The North Carolina Electronics and Information Technologies Association (NCEITA), Charlotte’s Business, Innovation & Growth Council (BIG), the Charlotte Chamber, and the Blue Ridge Entrepreneurial Council are the hosts.
Terry Thorson, president of BIG tells Local Tech Wire, “I’d like to see more Charlotte people attend this year.” Thorson says of the 200 or so who attended last year’s event, “about two-thirds were from the Research Triangle.”
Joan Myers, president and CEO of NCEITA says, “We are extremely excited to have national figures such as Medicare, Medicaid acting deputy administrator Leslie Norwalk, as well as some of the top leaders in our industry speaking at TopTech 2004.”
The agenda includes leading industry innovators, security specialists and business visionaries. Attendees will hear from:
NCEITA is the primary voice of the Information Technologies industry in North Carolina dedicated to promoting and strengthening the electronics, telecommunications, software, Internet and related service industries through increased public awareness, and to provide a forum to learn, educate, communicate, promote, network and implement actions.
Old Houses Online
Copley Internet Systems has launched a site called OldHouses.com offering listing space for sellers of historic houses built before 1950, a growing photo archive, and extensive resources for old house enthusiasts.
The site includes directories of suppliers, publications, organizations
and other resources.
Joe Copley, president, says the site grew out of his passions for both old homes and the Internet. Copley is currently living in and restoring a 1910 American Foursquare near downtown Charlotte, where OldHouses.com is headquartered. The house is on the commercial edge of Elizabeth, a fine example of a Southern neighborhood built at the turn of the 20th century. He has lived in and restored several other old homes.
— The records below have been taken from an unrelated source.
//! Telemetry ingestion for Formula Viz.
//!
//! Fetches raw qualifying sessions (local archive or HTTP feed), selects
//! each car's fastest run, and normalizes feed quirks into the core model.

pub mod normalize;
pub mod provider;
pub mod raw;

pub use normalize::{normalize, NormalizedSession, TelemetrySource};
pub use provider::{ArchiveProvider, HttpProvider, SessionProvider};
pub use raw::{RawCar, RawRun, RawSample, RawSession};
“Remembering the past is about looking forward, not backward: preserving our heritage enriches and informs our future. That is
why I want to celebrate the glory of our architectural heritage,” says Copley.
According to the National Trust for Historic Preservation, the United States has more than 30 million housing units built before 1950. “The Internet offers new ways to celebrate and promote the preservation of these old treasures far into the future,” says Copley.
According to real estate industry statistics, approximately one million old houses are sold in the U.S. every year. And roughly 90 percent of the buyers of these old houses use the Internet to facilitate the purchase process.